(Source data)
▬▬▬▬▬▬▬▬▬▬
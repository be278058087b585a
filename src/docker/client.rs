//! bollard-backed [`ContainerBackend`].

use std::collections::HashMap;

use async_trait::async_trait;
use bollard::Docker;
use bollard::container::{
    AttachContainerOptions, AttachContainerResults, Config, CreateContainerOptions, LogOutput,
    RemoveContainerOptions, ResizeContainerTtyOptions, StartContainerOptions, StopContainerOptions,
    UploadToContainerOptions, WaitContainerOptions,
};
use bollard::errors::Error as BollardError;
use bollard::image::CreateImageOptions;
use bollard::models::{DeviceMapping, HostConfig, PortBinding};
use futures::StreamExt;

use super::{Attachment, ContainerBackend, CreateRequest, ImageMetadata, OutputChunk};
use crate::compose::env_list_to_map;
use crate::config::DockerClientConfig;
use crate::error::{Error, Result};
use crate::image::ImageRef;

/// Seconds the engine waits for a graceful stop before killing.
const STOP_TIMEOUT_SECS: i64 = 2;
/// Client request timeout, in seconds.
const CLIENT_TIMEOUT_SECS: u64 = 120;

/// Connect to the Docker daemon described by `config`.
pub async fn connect_docker(config: &DockerClientConfig) -> Result<Docker> {
    let docker = match config {
        DockerClientConfig::Local => {
            tracing::debug!("Use local docker installation");
            Docker::connect_with_local_defaults()?
        }
        DockerClientConfig::Tls { host, cert_path } => {
            tracing::debug!(host = %host, cert_path = %cert_path.display(), "Use TLS docker host");
            Docker::connect_with_ssl(
                host,
                &cert_path.join("key.pem"),
                &cert_path.join("cert.pem"),
                &cert_path.join("ca.pem"),
                CLIENT_TIMEOUT_SECS,
                bollard::API_DEFAULT_VERSION,
            )?
        }
    };

    docker.ping().await.map_err(|e| Error::Config {
        reason: format!("Docker daemon not reachable: {}", e),
    })?;
    Ok(docker)
}

/// Docker engine backend.
#[derive(Debug, Clone)]
pub struct DockerBackend {
    docker: Docker,
}

impl DockerBackend {
    pub fn new(docker: Docker) -> Self {
        Self { docker }
    }

    /// Connect using `config` and wrap the client.
    pub async fn connect(config: &DockerClientConfig) -> Result<Self> {
        Ok(Self::new(connect_docker(config).await?))
    }
}

fn is_status(err: &BollardError, code: u16) -> bool {
    matches!(
        err,
        BollardError::DockerResponseServerError { status_code, .. } if *status_code == code
    )
}

fn container_config(request: &CreateRequest) -> Config<String> {
    let port_bindings: HashMap<String, Option<Vec<PortBinding>>> = request
        .ports
        .iter()
        .map(|(port, binding)| {
            (
                port.clone(),
                Some(vec![PortBinding {
                    host_ip: binding.host_ip().map(String::from),
                    host_port: Some(binding.host_port().to_string()),
                }]),
            )
        })
        .collect();
    let exposed_ports: HashMap<String, HashMap<(), ()>> = request
        .ports
        .keys()
        .map(|port| (port.clone(), HashMap::new()))
        .collect();
    let devices: Vec<DeviceMapping> = request
        .devices
        .iter()
        .map(|d| DeviceMapping {
            path_on_host: Some(d.host_path.clone()),
            path_in_container: Some(d.container_path.clone()),
            cgroup_permissions: Some(d.permissions.clone()),
        })
        .collect();

    let host_config = HostConfig {
        binds: Some(request.binds.clone()),
        port_bindings: (!port_bindings.is_empty()).then_some(port_bindings),
        tmpfs: (!request.tmpfs.is_empty()).then(|| request.tmpfs.clone()),
        cap_add: (!request.cap_add.is_empty()).then(|| request.cap_add.clone()),
        cap_drop: (!request.cap_drop.is_empty()).then(|| request.cap_drop.clone()),
        devices: (!devices.is_empty()).then_some(devices),
        shm_size: request.shm_size,
        init: request.init,
        network_mode: request.network_mode.clone(),
        ..Default::default()
    };

    Config {
        image: Some(request.image.full_name()),
        cmd: request.cmd.clone(),
        entrypoint: request.entrypoint.clone(),
        env: Some(request.env.clone()),
        working_dir: request.working_dir.clone(),
        user: request.user.clone(),
        tty: Some(request.tty),
        open_stdin: Some(request.open_stdin),
        attach_stdin: Some(request.open_stdin),
        attach_stdout: Some(true),
        attach_stderr: Some(true),
        exposed_ports: (!exposed_ports.is_empty()).then_some(exposed_ports),
        host_config: Some(host_config),
        ..Default::default()
    }
}

#[async_trait]
impl ContainerBackend for DockerBackend {
    async fn image_exists(&self, image: &ImageRef) -> Result<bool> {
        match self.docker.inspect_image(&image.full_name()).await {
            Ok(_) => Ok(true),
            Err(e) if is_status(&e, 404) => Ok(false),
            Err(e) => Err(e.into()),
        }
    }

    async fn pull_image(&self, image: &ImageRef) -> Result<()> {
        let options = CreateImageOptions {
            from_image: image.name.clone(),
            tag: image.tag.clone(),
            ..Default::default()
        };
        let mut progress = self.docker.create_image(Some(options), None, None);
        while let Some(info) = progress.next().await {
            let info = info?;
            if let Some(status) = info.status {
                tracing::debug!(image = %image, progress = ?info.progress, "{}", status);
            }
        }
        Ok(())
    }

    async fn inspect_image(&self, image: &ImageRef) -> Result<ImageMetadata> {
        let inspect = self.docker.inspect_image(&image.full_name()).await?;
        let config = inspect.config.unwrap_or_default();
        Ok(ImageMetadata {
            entrypoint: config.entrypoint.filter(|e| !e.is_empty()),
            cmd: config.cmd.filter(|c| !c.is_empty()),
            env: env_list_to_map(&config.env.unwrap_or_default()),
        })
    }

    async fn create_container(&self, request: &CreateRequest) -> Result<String> {
        let options = request.name.as_ref().map(|name| CreateContainerOptions {
            name: name.clone(),
            platform: None,
        });
        let response = self
            .docker
            .create_container(options, container_config(request))
            .await?;
        for warning in &response.warnings {
            tracing::warn!(container = %response.id, "{}", warning);
        }
        Ok(response.id)
    }

    async fn inject_archive(&self, id: &str, path: &str, archive: Vec<u8>) -> Result<()> {
        let options = UploadToContainerOptions {
            path: path.to_string(),
            ..Default::default()
        };
        self.docker
            .upload_to_container(id, Some(options), archive.into())
            .await?;
        Ok(())
    }

    async fn attach_container(&self, id: &str) -> Result<Attachment> {
        let options = AttachContainerOptions::<String> {
            stdin: Some(true),
            stdout: Some(true),
            stderr: Some(true),
            stream: Some(true),
            logs: Some(true),
            detach_keys: None,
        };
        let AttachContainerResults { output, input } =
            self.docker.attach_container(id, Some(options)).await?;
        let output = output
            .filter_map(|item| async move {
                match item {
                    Ok(LogOutput::StdOut { message }) | Ok(LogOutput::Console { message }) => {
                        Some(Ok(OutputChunk::Stdout(message)))
                    }
                    Ok(LogOutput::StdErr { message }) => Some(Ok(OutputChunk::Stderr(message))),
                    Ok(LogOutput::StdIn { .. }) => None,
                    Err(e) => Some(Err(Error::from(e))),
                }
            })
            .boxed();
        Ok(Attachment { output, input })
    }

    async fn start_container(&self, id: &str) -> Result<()> {
        self.docker
            .start_container(id, None::<StartContainerOptions<String>>)
            .await?;
        Ok(())
    }

    async fn resize_tty(&self, id: &str, rows: u16, cols: u16) -> Result<()> {
        self.docker
            .resize_container_tty(
                id,
                ResizeContainerTtyOptions {
                    height: rows,
                    width: cols,
                },
            )
            .await?;
        Ok(())
    }

    async fn wait_container(&self, id: &str) -> Result<i64> {
        let mut responses = self
            .docker
            .wait_container(id, None::<WaitContainerOptions<String>>);
        let mut status_code = None;
        while let Some(response) = responses.next().await {
            match response {
                Ok(response) => status_code = Some(response.status_code),
                // bollard reports a non-zero exit as an error carrying the code.
                Err(BollardError::DockerContainerWaitError { code, .. }) => {
                    status_code = Some(code)
                }
                Err(e) => return Err(e.into()),
            }
        }
        status_code.ok_or_else(|| Error::InvalidContainerState {
            operation: "wait for".to_string(),
            state: "unknown (no exit status reported)".to_string(),
        })
    }

    async fn stop_container(&self, id: &str) -> Result<()> {
        let options = StopContainerOptions {
            t: STOP_TIMEOUT_SECS,
        };
        match self.docker.stop_container(id, Some(options)).await {
            Ok(()) => Ok(()),
            // 304: already stopped
            Err(e) if is_status(&e, 304) => Ok(()),
            Err(e) => Err(e.into()),
        }
    }

    async fn remove_container(&self, id: &str) -> Result<()> {
        let options = RemoveContainerOptions {
            force: true,
            v: true,
            ..Default::default()
        };
        match self.docker.remove_container(id, Some(options)).await {
            Ok(()) => Ok(()),
            Err(e) if is_status(&e, 404) => Ok(()),
            Err(e) => Err(e.into()),
        }
    }
}

#[cfg(test)]
mod tests {
    use super::*;
    use crate::compose::{DeviceSpec, HostBinding, PortTable};

    fn request() -> CreateRequest {
        let mut ports = PortTable::new();
        ports.insert("8080/udp".to_string(), HostBinding::Address("1.2.3.4".into(), 80));
        ports.insert("9001/tcp".to_string(), HostBinding::Port(9001));
        CreateRequest {
            image: ImageRef::new("alpine", "3.19"),
            cmd: Some(vec!["echo".into(), "hello".into()]),
            entrypoint: Some(vec!["/din_entrypoint.sh".into()]),
            env: vec!["DIN_UID=1000".into()],
            binds: vec!["/src:/src:rw".into()],
            ports,
            cap_add: vec!["SYS_PTRACE".into()],
            devices: vec![DeviceSpec {
                host_path: "/dev/fuse".into(),
                container_path: "/dev/fuse".into(),
                permissions: "rwm".into(),
            }],
            shm_size: Some(64 * 1024 * 1024),
            open_stdin: true,
            user: Some("0".into()),
            ..Default::default()
        }
    }

    #[test]
    fn test_container_config_maps_request() {
        let config = container_config(&request());
        assert_eq!(config.image.as_deref(), Some("alpine:3.19"));
        assert_eq!(config.entrypoint, Some(vec!["/din_entrypoint.sh".to_string()]));
        assert_eq!(config.tty, Some(false));
        assert_eq!(config.open_stdin, Some(true));
        assert_eq!(config.user.as_deref(), Some("0"));

        let exposed = config.exposed_ports.unwrap();
        assert!(exposed.contains_key("8080/udp"));
        assert!(exposed.contains_key("9001/tcp"));

        let host = config.host_config.unwrap();
        assert_eq!(host.binds, Some(vec!["/src:/src:rw".to_string()]));
        assert_eq!(host.shm_size, Some(64 * 1024 * 1024));
        assert!(host.cap_drop.is_none());
        assert!(host.tmpfs.is_none());

        let bindings = host.port_bindings.unwrap();
        let udp = bindings["8080/udp"].as_ref().unwrap();
        assert_eq!(udp[0].host_ip.as_deref(), Some("1.2.3.4"));
        assert_eq!(udp[0].host_port.as_deref(), Some("80"));
        let tcp = bindings["9001/tcp"].as_ref().unwrap();
        assert!(tcp[0].host_ip.is_none());
        assert_eq!(tcp[0].host_port.as_deref(), Some("9001"));

        let devices = host.devices.unwrap();
        assert_eq!(devices[0].path_in_container.as_deref(), Some("/dev/fuse"));
    }

    #[test]
    fn test_container_config_without_ports() {
        let config = container_config(&CreateRequest::default());
        assert!(config.exposed_ports.is_none());
        assert!(config.host_config.unwrap().port_bindings.is_none());
    }
}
▬▬▬▬▬▬▬▬▬▬
EXERCISE BRIEF:
Wherever the word "CreateContainerOptions" appears in the entries above, copy that line.

RESULT FOR THIS TASK:
    AttachContainerOptions, AttachContainerResults, Config, CreateContainerOptions, LogOutput,
        let options = request.name.as_ref().map(|name| CreateContainerOptions {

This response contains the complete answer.